Work instructions
Consider the data that follows and state how many lines contain the string "needed", using the number alone.
--------------------------------
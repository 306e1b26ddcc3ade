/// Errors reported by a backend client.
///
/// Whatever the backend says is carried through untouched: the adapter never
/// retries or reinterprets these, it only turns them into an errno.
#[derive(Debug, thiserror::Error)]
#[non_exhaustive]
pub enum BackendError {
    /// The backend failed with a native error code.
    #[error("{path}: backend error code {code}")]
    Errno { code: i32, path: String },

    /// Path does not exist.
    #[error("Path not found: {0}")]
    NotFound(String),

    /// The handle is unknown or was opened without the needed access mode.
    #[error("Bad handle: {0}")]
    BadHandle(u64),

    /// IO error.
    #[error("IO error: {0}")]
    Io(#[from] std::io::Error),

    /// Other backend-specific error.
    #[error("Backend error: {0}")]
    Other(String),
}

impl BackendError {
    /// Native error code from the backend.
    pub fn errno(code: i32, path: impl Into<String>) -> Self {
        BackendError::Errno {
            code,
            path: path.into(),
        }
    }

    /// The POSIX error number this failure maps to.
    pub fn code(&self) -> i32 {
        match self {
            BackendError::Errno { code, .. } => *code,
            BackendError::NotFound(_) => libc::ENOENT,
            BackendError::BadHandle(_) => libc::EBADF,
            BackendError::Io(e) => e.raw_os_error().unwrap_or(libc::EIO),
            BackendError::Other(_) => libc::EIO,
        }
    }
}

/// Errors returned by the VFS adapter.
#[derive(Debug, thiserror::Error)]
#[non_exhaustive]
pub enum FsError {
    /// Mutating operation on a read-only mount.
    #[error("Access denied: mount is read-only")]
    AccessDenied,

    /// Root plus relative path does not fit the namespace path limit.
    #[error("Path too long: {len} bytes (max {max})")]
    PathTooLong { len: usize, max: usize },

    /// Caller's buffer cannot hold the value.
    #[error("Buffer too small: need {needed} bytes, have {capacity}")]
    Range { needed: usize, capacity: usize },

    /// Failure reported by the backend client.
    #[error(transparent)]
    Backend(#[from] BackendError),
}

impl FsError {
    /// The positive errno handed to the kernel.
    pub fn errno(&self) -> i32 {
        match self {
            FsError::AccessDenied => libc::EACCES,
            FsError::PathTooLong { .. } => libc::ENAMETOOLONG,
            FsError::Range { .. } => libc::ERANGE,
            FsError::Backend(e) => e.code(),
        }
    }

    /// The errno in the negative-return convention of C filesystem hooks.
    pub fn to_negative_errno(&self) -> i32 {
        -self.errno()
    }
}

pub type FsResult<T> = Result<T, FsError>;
--------------------------------
Result
3